Ce soir-là, l'image de Bertrand apparait sur l'écran, son visage éclairé par la lumière douce d'une lampe hors champ. Elle l'aime, mais elle se sent si loin de lui. Si éloignée de ce qu'ils avaient été.

— Dis-moi ce qui ne va pas ? l'interroge Bertrand, ses sourcils légèrement froncés, signe qu'il a perçu son agitation même à travers l'écran.

Elle hésite, cherchant les mots justes, ceux qui n'explosent pas en mille éclats de douleur.

— Je le sens pas... ce Jonas. J'ai pas envie de l'avoir dans mes pattes. Je sais, ce n'est pas bien, et...

Elle s'interrompt, sentant le flot de ses émotions remonter, menaçant de déborder. Dupré. Ce nom qu'elle ne peut entendre sans que son cœur se serre. Ce n'est pas simplement un inconfort professionnel, c'est bien plus profond que cela et elle le sait. Comment expliquer à Bertrand, son mari, que ce nom réveille une douleur ancienne, celle de son premier amour ? Non. Impossible. Il s'emporterait...

— Nelly ! s'exclame Bertrand d'un ton doux mais ferme. Tu es la bonté incarnée, et tu ne voudrais pas aider un homme à se relever ? Qu'est-ce qu'il t'arrive ?
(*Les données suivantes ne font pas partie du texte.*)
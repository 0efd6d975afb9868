//! Restore (§4.F): replace the live database from a backup file, with a
//! safety copy of the current database taken first and restored on failure.

use std::path::{Path, PathBuf};

use serde::Serialize;

use crate::admin::backup::{decrypt_aead, gzip_decompress};
use crate::error::{ClResult, Error};
use crate::storage::StorageEngine;

#[derive(Debug, Clone)]
pub struct RestoreOptions {
	pub backup_path: PathBuf,
	pub decrypt_password: Option<String>,
	pub skip_safety_backup: bool,
}

#[derive(Debug, Clone, Serialize)]
pub struct RestoreResult {
	pub restored_from: PathBuf,
	pub safety_backup_path: Option<PathBuf>,
	pub duration_ms: u64,
}

/// Finds the most recently modified backup file in `dir`.
pub async fn find_newest(dir: &Path) -> ClResult<PathBuf> {
	let mut newest: Option<(PathBuf, std::time::SystemTime)> = None;
	let mut read_dir = tokio::fs::read_dir(dir).await?;
	while let Some(entry) = read_dir.next_entry().await? {
		let path = entry.path();
		let name = path.file_name().and_then(|n| n.to_str()).unwrap_or("").to_string();
		if !name.starts_with("mindmeld-backup-") || name.ends_with(".meta.json") {
			continue;
		}
		let modified = entry.metadata().await?.modified().unwrap_or(std::time::SystemTime::UNIX_EPOCH);
		if newest.as_ref().map(|(_, t)| modified > *t).unwrap_or(true) {
			newest = Some((path, modified));
		}
	}
	newest
		.map(|(p, _)| p)
		.ok_or_else(|| Error::NotFound(format!("no backups found in {}", dir.display())))
}

/// Restores the database at `live_path` from a backup file. The database at
/// `live_path` must not be open elsewhere when this runs — the admin binary
/// is expected to be invoked against a stopped server (§4.F scope: offline
/// operations).
pub async fn restore(live_path: &Path, opts: &RestoreOptions) -> ClResult<RestoreResult> {
	let start = std::time::Instant::now();

	let raw = tokio::fs::read(&opts.backup_path).await?;
	let name = opts.backup_path.to_string_lossy();
	let mut plain = raw;
	if name.ends_with(".enc") {
		let password = opts
			.decrypt_password
			.clone()
			.ok_or_else(|| Error::Invalid("backup is encrypted; --password is required".into()))?;
		plain = decrypt_aead(&plain, &password)?;
	}
	if name.ends_with(".gz") || name.contains(".gz.") {
		plain = gzip_decompress(&plain)?;
	}

	let candidate_path = std::env::temp_dir().join(format!("mindmeld-restore-candidate-{}.sqlite", uuid::Uuid::new_v4()));
	tokio::fs::write(&candidate_path, &plain).await?;
	let candidate_engine = StorageEngine::open(&candidate_path).await?;
	let check = candidate_engine.integrity_check().await;
	candidate_engine.close().await;
	if let Err(e) = check {
		tokio::fs::remove_file(&candidate_path).await.ok();
		return Err(Error::Corruption(format!("backup failed integrity check: {e}")));
	}

	let safety_backup_path = if opts.skip_safety_backup || !tokio::fs::try_exists(live_path).await.unwrap_or(false) {
		None
	} else {
		let safety_path = live_path.with_extension("pre-restore.sqlite");
		tokio::fs::copy(live_path, &safety_path).await?;
		Some(safety_path)
	};

	match tokio::fs::copy(&candidate_path, live_path).await {
		Ok(_) => {
			tokio::fs::remove_file(&candidate_path).await.ok();
			Ok(RestoreResult {
				restored_from: opts.backup_path.clone(),
				safety_backup_path,
				duration_ms: start.elapsed().as_millis() as u64,
			})
		}
		Err(e) => {
			if let Some(safety_path) = &safety_backup_path {
				tokio::fs::copy(safety_path, live_path).await.ok();
			}
			tokio::fs::remove_file(&candidate_path).await.ok();
			Err(Error::from(e))
		}
	}
}

// vim: ts=4
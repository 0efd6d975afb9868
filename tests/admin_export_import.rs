use mindmeld::admin::export_import::{self, ExportFilter, ExportFormat, ImportConflictPolicy};
use mindmeld::maps::MapRepository;
use mindmeld::storage::StorageEngine;
use serde_json::json;

#[tokio::test]
async fn export_then_import_into_a_fresh_database_recreates_rows() {
	let dir = tempfile::tempdir().expect("tempdir");
	let storage_a = StorageEngine::open(dir.path().join("a.sqlite")).await.expect("open a");
	let maps_a = MapRepository::new(storage_a.clone());
	let data = json!({"n": [], "c": [], "meta": {}});
	maps_a.create("Exported Map", &data).await.expect("create");

	let export_path = dir.path().join("export.json");
	let result = export_import::export(&storage_a, ExportFormat::Json, &ExportFilter::default(), &export_path)
		.await
		.expect("export");
	assert_eq!(result.record_count, 1);
	storage_a.close().await;

	let storage_b = StorageEngine::open(dir.path().join("b.sqlite")).await.expect("open b");
	let import_result = export_import::import(&storage_b, &export_path, ImportConflictPolicy::Skip)
		.await
		.expect("import");
	assert_eq!(import_result.imported, 1);

	let maps_b = MapRepository::new(storage_b.clone());
	let page = maps_b.list(None, 50).await.expect("list");
	assert_eq!(page.items.len(), 1);
	assert_eq!(page.items[0].name, "Exported Map");
	storage_b.close().await;
}

#[tokio::test]
async fn import_skip_policy_leaves_existing_row_untouched() {
	let dir = tempfile::tempdir().expect("tempdir");
	let storage = StorageEngine::open(dir.path().join("test.sqlite")).await.expect("open storage");
	let maps = MapRepository::new(storage.clone());
	let data = json!({"n": [], "c": [], "meta": {}});
	let created = maps.create("Original Name", &data).await.expect("create");

	let export_path = dir.path().join("export.json");
	let exported = serde_json::json!([{
		"id": created.id,
		"name": "Imported Name",
		"version": 99,
		"created_at": created.updated_at,
		"updated_at": created.updated_at,
		"data": data,
	}]);
	tokio::fs::write(&export_path, serde_json::to_vec(&exported).unwrap()).await.expect("write export");

	let result = export_import::import(&storage, &export_path, ImportConflictPolicy::Skip)
		.await
		.expect("import");
	assert_eq!(result.skipped, 1);
	assert_eq!(result.imported, 0);

	let fetched = maps.get(&created.id).await.expect("get");
	assert_eq!(fetched.name, "Original Name");
}

#[tokio::test]
async fn import_merge_policy_bumps_version_past_both_sides() {
	let dir = tempfile::tempdir().expect("tempdir");
	let storage = StorageEngine::open(dir.path().join("test.sqlite")).await.expect("open storage");
	let maps = MapRepository::new(storage.clone());
	let data = json!({"n": [], "c": [], "meta": {}});
	let created = maps.create("Existing", &data).await.expect("create");
	// Bump the existing row to version 3 so the import's version (5) is the
	// higher of the two, exercising the max(existing, import) + 1 rule.
	maps.update(&created.id, 1, Some("Existing v2"), None).await.expect("update to v2");
	maps.update(&created.id, 2, Some("Existing v3"), None).await.expect("update to v3");

	let export_path = dir.path().join("export.json");
	let exported = serde_json::json!([{
		"id": created.id,
		"name": "Imported Newer",
		"version": 5,
		"created_at": created.updated_at,
		"updated_at": "2999-01-01T00:00:00Z",
		"data": data,
	}]);
	tokio::fs::write(&export_path, serde_json::to_vec(&exported).unwrap()).await.expect("write export");

	let result = export_import::import(&storage, &export_path, ImportConflictPolicy::Merge)
		.await
		.expect("import");
	assert_eq!(result.merged, 1);

	let fetched = maps.get(&created.id).await.expect("get");
	// max(existing=3, import=5) + 1 = 6
	assert_eq!(fetched.version, 6);
}
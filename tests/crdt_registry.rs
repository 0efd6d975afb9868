use std::sync::Arc;

use mindmeld::crdt::{CrdtPersistence, DocumentRegistry, SessionHub};
use mindmeld::maps::MapRepository;
use mindmeld::storage::StorageEngine;
use yrs::{Map, ReadTxn, StateVector, Transact, Update};

async fn registry() -> (tempfile::TempDir, DocumentRegistry) {
	let dir = tempfile::tempdir().expect("tempdir");
	let storage = StorageEngine::open(dir.path().join("test.sqlite")).await.expect("open storage");
	let persistence = CrdtPersistence::new(storage.clone());
	let hub = Arc::new(SessionHub::new());
	let maps = MapRepository::new(storage);
	(dir, DocumentRegistry::new(persistence, hub, maps))
}

fn make_update(key: &str, value: &str) -> Vec<u8> {
	let doc = yrs::Doc::new();
	let map = doc.get_or_insert_map("root");
	{
		let mut txn = doc.transact_mut();
		map.insert(&mut txn, key, value);
	}
	let txn = doc.transact();
	txn.encode_state_as_update_v1(&StateVector::default())
}

#[tokio::test]
async fn acquire_twice_shares_the_same_in_memory_replica() {
	let (_dir, registry) = registry().await;
	let a = registry.acquire("map-1").await.expect("acquire a");
	let b = registry.acquire("map-1").await.expect("acquire b");
	assert_eq!(a.map_id(), b.map_id());
	registry.release(a);
	registry.release(b);
}

#[tokio::test]
async fn apply_persists_and_reloading_restores_state() {
	let (_dir, registry) = registry().await;
	let handle = registry.acquire("map-1").await.expect("acquire");

	let update = make_update("title", "hello");
	registry.apply(&handle, &update, "session-a").await.expect("apply");

	let snapshot_before = registry.snapshot(&handle).await;
	assert!(!snapshot_before.is_empty());

	registry.release(handle);

	// Re-acquiring after release should restore from the persisted snapshot.
	let handle2 = registry.acquire("map-1").await.expect("re-acquire");
	let snapshot_after = registry.snapshot(&handle2).await;
	assert!(!snapshot_after.is_empty());
	registry.release(handle2);
}

#[tokio::test]
async fn apply_rejects_malformed_update_bytes() {
	let (_dir, registry) = registry().await;
	let handle = registry.acquire("map-1").await.expect("acquire");
	let result = registry.apply(&handle, b"not a real update", "session-a").await;
	assert!(result.is_err());
	registry.release(handle);
}

#[tokio::test]
async fn decoding_a_real_update_does_not_error() {
	// Confirms `make_update` produces bytes yrs can actually decode, so the
	// "apply persists" test above is exercising a genuine update frame.
	let update = make_update("k", "v");
	assert!(Update::decode_v1(&update).is_ok());
}
//! Admin Facade (§4.F): offline operations over the Storage Engine, run
//! outside the request path. Exposed to the process as a separate CLI
//! binary (`mindmeld-admin`) so these never compete with the server's
//! request-handling threads.

pub mod backup;
pub mod export_import;
pub mod migrations;
pub mod restore;

use serde::Serialize;

/// Streamed progress for backup/restore/export/import, matching §4.F's
/// `{completed, total, percent, elapsed, estimatedTotal}` shape.
#[derive(Debug, Clone, Serialize)]
pub struct ProgressEvent {
	pub completed: u64,
	pub total: u64,
	pub percent: f64,
	pub elapsed_ms: u64,
	pub estimated_total_ms: u64,
}

impl ProgressEvent {
	pub fn new(completed: u64, total: u64, elapsed_ms: u64) -> Self {
		let percent = if total == 0 { 100.0 } else { (completed as f64 / total as f64) * 100.0 };
		let estimated_total_ms = if completed == 0 {
			0
		} else {
			((elapsed_ms as f64) * (total as f64 / completed as f64)) as u64
		};
		Self { completed, total, percent, elapsed_ms, estimated_total_ms }
	}
}

/// Writes a line of progress to stderr so stdout stays machine-parseable
/// for structured command output (§6 CLI surface).
pub fn report_progress(event: &ProgressEvent) {
	eprintln!(
		"{:.1}% ({}/{}) elapsed={}ms eta={}ms",
		event.percent, event.completed, event.total, event.elapsed_ms, event.estimated_total_ms
	);
}

// vim: ts=4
Son ton est rassurant, presque tendre, mais elle n'arrive pas à se libérer de cette angoisse. Comment lui dire que la simple évocation de ce nom la renvoi à une époque révolue, à ces années où elle avait aimé de manière désespérée, sans savoir que cet amour allait lui briser le cœur ? Que même si ce Jonas-là n'est pas le même, le nom « Dupré » sonnait comme un coup de poignard, réveillant les échos d'une souffrance qu'elle avait tenté d'enfouir ?

Elle baisse les yeux, incapable de soutenir son regard à travers l'écran.

— Je... J'ai peur de perdre ma place.

C'était plus simple de se réfugier derrière cette peur-là, une crainte légitime, professionnelle. Mais la vérité se cache sous cette excuse, bien plus douloureuse. Bertrand, lui, sourit doucement, l'air de celui qui comprend tout sans avoir besoin d'explications supplémentaires.

— Tout ira bien, ma chérie, murmure-t-il avec cette voix calme qui rassure. Je rentre bientôt, d'accord ? Mais tu sais, ce nouveau tournage va aussi me prendre beaucoup de temps... je risque de voyager.

Nelly sent un frisson parcourir sa nuque. C'était toujours la même histoire, le même refrain. « Je rentre bientôt. » Mais « bientôt » s'étirait sans fin. La distance entre eux devenait un gouffre...

— Oui, je m'en doute, répond-t-elle d'une voix faible, ne sachant plus trop quoi dire.

Bertrand se redresse légèrement, ajustant son col de chemise avec un naturel déconcertant, comme s'il se préparait déjà pour autre chose, une autre vie, loin d'elle.

— Mais, je tiens à toi, tu le sais, n'est-ce pas ?

Elle hoche la tête, mais au fond d'elle, une petite voix lui murmurait des doutes, lui rappelant toutes ces soirées passées seule, ces moments où elle avait besoin de lui, et où il n'était qu'un écho dans un appel vidéo.

— Oui... je t'aime, répond-t-elle, sa voix à peine audible.

Un court silence s'installe et pendant une seconde, Nelly espère qu'il lui répondent la même chose. Mais Bertrand, comme toujours, semble déjà ailleurs.

— Je coupe, je dois me rendre à une soirée privée, apparemment, lâche-t-il avec désinvolture, comme si c'était la chose la plus banale du monde.

Le cœur de Nelly se serra un peu plus. Bien sûr. Une soirée privée. Et elle, ici, seule devant son écran, à regarder son mari se déconnecter de leur conversation, tout comme il semblait peu à peu se déconnecter d'elle.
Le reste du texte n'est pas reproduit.